Announcement

**coder** · 08 December 2021, 07:23 PM

The patches do also confirm up to twelve memory controllers per socket with the next-gen processors, compared to the current limit of eight.

OMG. Just thinking about the number of contacts on those packages is like... woah.

I wonder if we'll ever see CPUs with them all enabled. The probability of all the controllers + pins + motherboard traces working perfectly seems low enough that maybe only 10 or 11 will be used in actual practice.

That reminds me of another concern that recently came to mind. How common is it that a core or even an entire chiplet goes bad? I guess there's probably some kernel parameter you can use to disable some cores, if that happens.
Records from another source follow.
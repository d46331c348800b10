//! Error types for the watchdog.
//!
//! The tick algorithm itself is total over the reals; every variant here is a
//! misuse of the API (unbound watchdog, inverted bounds, bad time step) that
//! is reported instead of being silently tolerated.

use thiserror::Error;

/// Errors that can occur while configuring or advancing a watchdog.
#[derive(Debug, Clone, PartialEq, Error)]
pub enum WatchdogError {
    /// `advance` was called before any destructible was bound.
    #[error("Watchdog advanced without a bound destructible")]
    Unbound,

    /// Lower bound is above the upper bound (or one of them is NaN).
    #[error("Invalid bounds: min {min} > max {max}")]
    InvalidBounds {
        /// Requested lower bound.
        min: f64,
        /// Requested upper bound.
        max: f64,
    },

    /// Negative or non-finite time step.
    #[error("Invalid elapsed time: {0}")]
    InvalidElapsed(f64),

    /// Invalid configuration provided.
    #[error("Invalid configuration: {0}")]
    InvalidConfiguration(String),
}

impl WatchdogError {
    /// Create an invalid bounds error.
    #[must_use]
    pub fn invalid_bounds(min: f64, max: f64) -> Self {
        Self::InvalidBounds { min, max }
    }

    /// Create an invalid elapsed time error.
    #[must_use]
    pub fn invalid_elapsed(elapsed: f64) -> Self {
        Self::InvalidElapsed(elapsed)
    }

    /// Create an invalid configuration error.
    #[must_use]
    pub fn invalid_configuration(reason: impl Into<String>) -> Self {
        Self::InvalidConfiguration(reason.into())
    }
}

/// A specialized `Result` type for watchdog operations.
pub type WatchdogResult<T> = std::result::Result<T, WatchdogError>;

#[cfg(test)]
mod tests {
    use super::*;

    #[test]
    fn test_error_display() {
        let err = WatchdogError::invalid_bounds(5.0, 1.0);
        assert!(err.to_string().contains("min 5"));
        assert!(err.to_string().contains("max 1"));

        let err = WatchdogError::invalid_elapsed(-0.5);
        assert!(err.to_string().contains("-0.5"));

        assert!(WatchdogError::Unbound.to_string().contains("bound"));
    }

    #[test]
    fn test_error_constructors() {
        let err = WatchdogError::invalid_configuration("timeout_reset must be positive");
        assert!(matches!(err, WatchdogError::InvalidConfiguration(_)));

        let err = WatchdogError::invalid_bounds(1.0, 0.0);
        assert!(matches!(err, WatchdogError::InvalidBounds { .. }));
    }
}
I know the kernel has the concept of some cores being offline...

Another random thought: how popular is NPS=2 or NPS=4, in current EPYC deployments? Because, at some point, it seems like the cost-efficiency of packing ever more cores per package is going to level off. And if most customers aren't even using all of them in the same memory domain, then what's the point?

**numacross** · 08 December 2021, 09:32 PM

Originally posted by coder View Post

I wonder if we'll ever see CPUs with them all enabled. The probability of all the controllers + pins + motherboard traces working perfectly seems low enough that maybe only 10 or 11 will be used in actual practice.
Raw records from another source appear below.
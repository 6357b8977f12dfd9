//! Building blocks of the `querybridge` command-line tool.
//!
//! Table changes are read from JSON files in the camelCase layout of
//! [`DatabaseTableSchemaChange`]; every command writes JSON to stdout.

use std::path::Path;

use anyhow::Context;
use clap::ValueEnum;
use serde::Serialize;

use querybridge_core::catalog::{TypeDescription, TypeParameter, TypeSuggestion};
use querybridge_core::prelude::*;
use querybridge_driver::Driver;

/// Dialect selectable on the command line.
#[derive(Debug, Clone, Copy, PartialEq, Eq, ValueEnum)]
pub enum DialectArg {
    Mysql,
    Postgres,
    Sqlite,
}

impl From<DialectArg> for Dialect {
    fn from(arg: DialectArg) -> Self {
        match arg {
            DialectArg::Mysql => Self::MySql,
            DialectArg::Postgres => Self::Postgres,
            DialectArg::Sqlite => Self::Sqlite,
        }
    }
}

// ================================================================
// Change files
// ================================================================

/// Reads a table change from a JSON file.
///
/// # Errors
///
/// Fails when the file cannot be read or does not hold a table change.
pub fn load_change(path: &Path) -> anyhow::Result<DatabaseTableSchemaChange> {
    let text = std::fs::read_to_string(path)
        .with_context(|| format!("Failed to read {}", path.display()))?;
    serde_json::from_str(&text)
        .with_context(|| format!("Failed to parse table change in {}", path.display()))
}

/// A plan as printed by `plan` and `apply`.
#[derive(Debug, Clone, PartialEq, Eq, Serialize)]
pub struct PlanReport {
    pub strategy: &'static str,
    pub statements: Vec<String>,
    pub warnings: Vec<String>,
}

impl From<&SchemaChangePlan> for PlanReport {
    fn from(plan: &SchemaChangePlan) -> Self {
        let strategy = match plan.strategy {
            ChangeStrategy::Empty => "empty",
            ChangeStrategy::Create => "create",
            ChangeStrategy::Alter => "alter",
            ChangeStrategy::Recreate => "recreate",
        };
        Self {
            strategy,
            statements: plan.statements.clone(),
            warnings: plan.warnings.iter().map(ToString::to_string).collect(),
        }
    }
}

/// Plans `change` for `dialect` without a database.
///
/// # Errors
///
/// Fails when the dialect cannot express the change.
pub fn plan_change(
    dialect: Dialect,
    change: &DatabaseTableSchemaChange,
) -> anyhow::Result<PlanReport> {
    let dialect = for_dialect(dialect);
    let plan = plan_table_schema_change(dialect.as_ref(), change)?;
    Ok(PlanReport::from(&plan))
}

/// Plans `change` and runs it through `driver`.
///
/// # Errors
///
/// Fails when planning fails or a statement is rejected; nothing is applied
/// in either case.
pub async fn apply_change<D: Driver>(
    driver: &D,
    change: &DatabaseTableSchemaChange,
) -> anyhow::Result<PlanReport> {
    let plan = driver
        .apply_table_schema_change(change)
        .await
        .with_context(|| {
            format!(
                "Failed to apply change to table '{}'",
                change.old_name().or(change.new_name()).unwrap_or_default()
            )
        })?;
    Ok(PlanReport::from(&plan))
}

// ================================================================
// Type catalog
// ================================================================

#[derive(Debug, Clone, Serialize)]
#[serde(rename_all = "camelCase")]
pub struct ParameterReport {
    pub name: &'static str,
    #[serde(skip_serializing_if = "Option::is_none")]
    pub description: Option<&'static str>,
    pub min: u32,
    pub max: u32,
    #[serde(skip_serializing_if = "Option::is_none")]
    pub default: Option<u32>,
    pub required: bool,
}

impl From<&TypeParameter> for ParameterReport {
    fn from(parameter: &TypeParameter) -> Self {
        Self {
            name: parameter.name,
            description: parameter.description,
            min: parameter.min,
            max: parameter.max,
            default: parameter.default,
            required: parameter.required,
        }
    }
}

#[derive(Debug, Clone, Serialize)]
pub struct TypeReport {
    pub name: &'static str,
    pub description: String,
    pub parameters: Vec<ParameterReport>,
}

impl From<&TypeSuggestion> for TypeReport {
    fn from(suggestion: &TypeSuggestion) -> Self {
        // Dynamic descriptions are previewed with the parameter defaults.
        let defaults: Vec<String> = suggestion
            .parameters
            .iter()
            .filter_map(|p| p.default.map(|d| d.to_string()))
            .collect();
        let description = match suggestion.description {
            TypeDescription::Static(text) => text.to_string(),
            TypeDescription::Dynamic(_) => suggestion.describe(&defaults),
        };
        Self {
            name: suggestion.name,
            description,
            parameters: suggestion
                .parameters
                .iter()
                .map(ParameterReport::from)
                .collect(),
        }
    }
}

#[derive(Debug, Clone, Serialize)]
pub struct TypeGroupReport {
    pub group: &'static str,
    pub types: Vec<TypeReport>,
}

/// The type catalog of `dialect`, grouped as a UI would offer it.
#[must_use]
pub fn type_catalog(dialect: Dialect) -> Vec<TypeGroupReport> {
    for_dialect(dialect)
        .column_type_selector()
        .groups
        .iter()
        .map(|group| TypeGroupReport {
            group: group.name,
            types: group.suggestions.iter().map(TypeReport::from).collect(),
        })
        .collect()
}

/// Validates a type string such as `decimal(10, 2)` for `dialect`.
///
/// # Errors
///
/// Fails with the offending parameter when the type is invalid.
pub fn validate_type(dialect: Dialect, type_string: &str) -> anyhow::Result<String> {
    Ok(for_dialect(dialect)
        .column_type_selector()
        .validate(type_string)?)
}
I don't see why not. EPYC has been 8 channel since the first generation (only embedded versions are 2- and 4-channel) and it didn't really cause any problems. Having extra traces for ECC also helps

Originally posted by coder View Post

That reminds me of another concern that recently came to mind. How common is it that a core or even an entire chiplet goes bad? I guess there's probably some kernel parameter you can use to disable some cores, if that happens. I know the kernel has the concept of some cores being offline...

If this happens the Power On Self Test won't complete successfully and the computer most likely won't boot at all.
The options to disable cores have their uses, for example you might disable cores that share cache in order to make one core in that particular cluster have more cache to itself. That is why models like EPYC 72F3 exist - it has 8 chiplets with one core enabled in each to maximize frequency and cache sizes.

Originally posted by coder View Post

Another random thought: how popular is NPS=2 or NPS=4, in current EPYC deployments? Because, at some point, it seems like the cost-efficiency of packing ever more cores per package is going to level off. And if most customers aren't even using all of them in the same memory domain, then what's the point?

NPS and its Intel equivalent (Cluster on Die) mostly make sense if your workload is sensitive to the issue it solves: over-contention of RAM accesses that saturate the on-chip interconnect. It also makes sense if your workload is sensitive to memory latency, by keeping the RAM controllers physically near. If you can fit in a NUMA node then it makes things easier on the interconnect, which can result in increased performance.

There are other reasons like easier separation in virtualization environments, for example.

NPS was IMO most useful when first generation EPYC was composed of chiplets without a separate I/O die (containing the RAM and PCIe controllers). In that configuration the RAM controllers were on chiplets themselves while Infinity Fabric was not quite as fast as on the later generations. With Rome and its I/O die the cost differences between target RAM controllers are not as high as previously. However NPS is still able to split even the I/O die's RAM controllers and match them to physically closest chiplets (it can go even further with the L3 as NUMA setting).

All in all, it is something that has to be tuned for specific workloads. AMD (and Intel) provide a lot of documentation with examples on how to configure their CPUs.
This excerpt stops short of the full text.